Constituency Statements

Domestic Violence

10:36 am

Photo of Joanne RyanJoanne Ryan (Lalor, Australian Labor Party) Share this | Hansard source

I rise this morning, with the rest of Australia, reeling at the news that in 2015 we have lost the lives of 62 women—62 women killed by someone they once loved and someone who claimed to have loved them. We in this parliament must do all we can to create a country where women and children are safe in their homes and in the community.

I stand today to recommit personally to that end, and I applaud the work of the Victorian Minister for Women, Fiona Richardson, and Premier Daniel Andrews in conducting the Royal Commission into Family Violence. This finished its first hearings in August and we are set for final hearings in October.
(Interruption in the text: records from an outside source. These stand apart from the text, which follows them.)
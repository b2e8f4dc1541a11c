use clap::Parser;
use daemon_common::{LogLevel, init_tracing};
use podcast_rs::{Chatbot, ConversationMemory, Library, config};
use std::path::PathBuf;

#[derive(Parser, Debug)]
#[command(name = "podcast-ask", about = "Ask questions about podcast transcripts")]
struct Cli {
    /// Questions to ask, answered in order with shared memory
    #[arg(required = true)]
    questions: Vec<String>,

    /// TOML configuration file
    #[arg(long)]
    config: Option<PathBuf>,

    /// Directory of transcript files, overrides the config
    #[arg(long)]
    transcripts: Option<PathBuf>,

    /// Neighbouring segments passed to the model, overrides the config
    #[arg(long)]
    neighbor_window: Option<usize>,

    /// Logging verbosity
    #[arg(long, default_value = "warn")]
    log_level: LogLevel,
}

#[tokio::main]
async fn main() -> anyhow::Result<()> {
    let cli = Cli::parse();
    init_tracing(cli.log_level)?;

    let mut cfg = match &cli.config {
        Some(path) => config::load(path).await?,
        None => config::ChatConfig::default(),
    };
    if let Some(dir) = cli.transcripts {
        cfg.transcripts = dir;
    }
    if let Some(window) = cli.neighbor_window {
        cfg.neighbor_window = window;
    }

    let library = Library::load(&cfg.transcripts).await;
    let model = config::build_model(&cfg.model)?;
    let bot = Chatbot::new(library, model).with_neighbor_window(cfg.neighbor_window);
    let mut memory = ConversationMemory::new(cfg.memory_limit);

    for question in &cli.questions {
        let response = bot.ask(question, &mut memory).await?;
        println!("{}", serde_json::to_string(&response)?);
    }
    Ok(())
}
I join Queensland Premier Annastacia Palaszczuk in calling for immediate and national action and a national response, because, as former Governor-General Quentin Bryce said, 'This is a wake-up call not just for Queensland but for the nation.' We need an immediate national response. I note Bill Shorten and Labor called for a national round table in 2014 and called for it again this weekend. They will be writing to the Prime Minister this week asking for that round table to occur.
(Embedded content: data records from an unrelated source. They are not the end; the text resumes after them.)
use chrono::{DateTime, Utc};
use serde::{Deserialize, Serialize};
use std::collections::VecDeque;

/// Default number of exchanges kept.
pub const DEFAULT_MEMORY_LIMIT: usize = 5;

/// One question/answer exchange.
#[derive(Debug, Clone, PartialEq, Serialize, Deserialize)]
pub struct MemoryEntry {
    pub user_input: String,
    pub bot_response: String,
    pub when: DateTime<Utc>,
}

/// Bounded log of recent exchanges, oldest evicted first.
#[derive(Debug, Clone)]
pub struct ConversationMemory {
    entries: VecDeque<MemoryEntry>,
    limit: usize,
}

impl ConversationMemory {
    /// Create a memory keeping at most `limit` exchanges.
    pub fn new(limit: usize) -> Self {
        Self {
            entries: VecDeque::with_capacity(limit),
            limit,
        }
    }

    /// Record an exchange, dropping the oldest once over the limit.
    pub fn add(&mut self, user_input: impl Into<String>, bot_response: impl Into<String>) {
        self.entries.push_back(MemoryEntry {
            user_input: user_input.into(),
            bot_response: bot_response.into(),
            when: Utc::now(),
        });
        while self.entries.len() > self.limit {
            self.entries.pop_front();
        }
    }

    /// All stored exchanges, oldest first.
    pub fn get_all(&self) -> Vec<MemoryEntry> {
        self.entries.iter().cloned().collect()
    }

    pub fn clear(&mut self) {
        self.entries.clear();
    }

    /// Render as `User: ...\nBot: ...\n` lines for prompting.
    pub fn as_context_string(&self) -> String {
        self.entries
            .iter()
            .map(|e| format!("User: {}\nBot: {}\n", e.user_input, e.bot_response))
            .collect()
    }

    pub fn len(&self) -> usize {
        self.entries.len()
    }

    pub fn is_empty(&self) -> bool {
        self.entries.is_empty()
    }

    pub fn limit(&self) -> usize {
        self.limit
    }
}

impl Default for ConversationMemory {
    fn default() -> Self {
        Self::new(DEFAULT_MEMORY_LIMIT)
    }
}

#[cfg(test)]
mod tests {
    use super::*;

    fn inputs(memory: &ConversationMemory) -> Vec<String> {
        memory.get_all().into_iter().map(|e| e.user_input).collect()
    }

    #[test]
    fn evicts_oldest_beyond_limit() {
        let mut memory = ConversationMemory::new(2);
        memory.add("a", "1");
        memory.add("b", "2");
        memory.add("c", "3");
        assert_eq!(memory.len(), 2);
        assert_eq!(inputs(&memory), vec!["b", "c"]);
    }

    #[test]
    fn default_keeps_five() {
        let mut memory = ConversationMemory::default();
        for i in 0..7 {
            memory.add(format!("q{i}"), format!("a{i}"));
        }
        assert_eq!(memory.limit(), 5);
        assert_eq!(inputs(&memory), vec!["q2", "q3", "q4", "q5", "q6"]);
    }

    #[test]
    fn zero_limit_stores_nothing() {
        let mut memory = ConversationMemory::new(0);
        memory.add("a", "1");
        assert!(memory.is_empty());
    }

    #[test]
    fn context_string_and_clear() {
        let mut memory = ConversationMemory::new(3);
        memory.add("Who hosts?", "Alice");
        memory.add("Guest?", "Bob");
        assert_eq!(
            memory.as_context_string(),
            "User: Who hosts?\nBot: Alice\nUser: Guest?\nBot: Bob\n"
        );
        memory.clear();
        assert!(memory.is_empty());
        assert_eq!(memory.as_context_string(), "");
    }
}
I am left asking why the Prime Minister has not acted. We all heard his response on the weekend:

Any man who raises his hand to woman is weak and gutless

I do not think anyone disagrees with that sentiment but it is an inadequate response. I suggest our Prime Minister—our self-appointed Minister for Women—is perhaps ignorant of the causes. Violence against women and children is about power and control. The cause is known and has been long identified internationally: it is unequal distribution of power and resources between men and women. The cure is promoting equal and respectful relationships between men and women. The cure is gender equity.
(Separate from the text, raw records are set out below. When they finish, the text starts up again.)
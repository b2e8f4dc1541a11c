use crate::memory::DEFAULT_MEMORY_LIMIT;
use crate::qa::{AnswerModel, FirstSentence, HttpAnswerModel};
use serde::Deserialize;
use std::path::{Path, PathBuf};
use std::sync::Arc;
use std::time::Duration;

/// Question-answering backend settings.
#[derive(Debug, Clone, Deserialize, PartialEq)]
#[serde(default)]
pub struct ModelConfig {
    /// `"http"` for an inference endpoint or `"mock"` for the offline
    /// first-sentence model.
    pub provider: String,
    /// Endpoint receiving question-answering requests.
    pub base_url: Option<String>,
    /// Bearer token sent with each request.
    pub api_key: Option<String>,
    pub timeout_secs: u64,
}

impl Default for ModelConfig {
    fn default() -> Self {
        Self {
            provider: "mock".into(),
            base_url: None,
            api_key: None,
            timeout_secs: 30,
        }
    }
}

#[derive(Debug, Clone, Deserialize, PartialEq)]
#[serde(default)]
pub struct ChatConfig {
    /// Directory holding `*.txt` transcripts.
    pub transcripts: PathBuf,
    pub memory_limit: usize,
    /// Segments on each side of the best match passed to the model as context.
    pub neighbor_window: usize,
    pub model: ModelConfig,
}

impl Default for ChatConfig {
    fn default() -> Self {
        Self {
            transcripts: PathBuf::from("data/transcripts"),
            memory_limit: DEFAULT_MEMORY_LIMIT,
            neighbor_window: 0,
            model: ModelConfig::default(),
        }
    }
}

/// Load a [`ChatConfig`] from a TOML file.
///
/// # Examples
///
/// ```no_run
/// # tokio_test::block_on(async {
/// let cfg = podcast_rs::config::load("podcast.toml").await.unwrap();
/// println!("{}", cfg.transcripts.display());
/// # });
/// ```
pub async fn load<P: AsRef<Path>>(path: P) -> anyhow::Result<ChatConfig> {
    let text = tokio::fs::read_to_string(path).await?;
    Ok(toml::from_str(&text)?)
}

/// Instantiate the configured answer model.
pub fn build_model(cfg: &ModelConfig) -> anyhow::Result<Arc<dyn AnswerModel>> {
    match cfg.provider.as_str() {
        "mock" => Ok(Arc::new(FirstSentence)),
        "http" => {
            let url = cfg
                .base_url
                .clone()
                .ok_or_else(|| anyhow::anyhow!("http provider needs base_url"))?;
            Ok(Arc::new(HttpAnswerModel::new(
                url,
                cfg.api_key.clone(),
                Duration::from_secs(cfg.timeout_secs),
            )?))
        }
        other => anyhow::bail!("unsupported provider: {}", other),
    }
}

#[cfg(test)]
mod tests {
    use super::*;

    #[test]
    fn empty_file_uses_defaults() {
        let cfg: ChatConfig = toml::from_str("").unwrap();
        assert_eq!(cfg, ChatConfig::default());
        assert_eq!(cfg.memory_limit, 5);
    }

    #[test]
    fn http_provider_requires_url() {
        let cfg = ModelConfig {
            provider: "http".into(),
            ..ModelConfig::default()
        };
        assert!(build_model(&cfg).is_err());
        let cfg = ModelConfig {
            provider: "carrier-pigeon".into(),
            ..ModelConfig::default()
        };
        assert!(build_model(&cfg).is_err());
        assert!(build_model(&ModelConfig::default()).is_ok());
    }
}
I call on the Prime Minister to symbolically and practically address this. He can begin with a public apology for standing in front of cameras surrounded by sexist-slur placards against our first female Prime Minister. He needs to address gender representation in his own party and his own cabinet. He can reinstate funding for front-line services into this terrible scourge in our community, and he needs to join Bill Shorten and Labor. He needs to call the round table and then he needs to listen, and listen carefully, to the advice of the experts. He needs to hear and he needs to heed. Our Prime Minister needs to act now, Deputy Speaker, before more women's lives are lost and children's lives impacted terribly.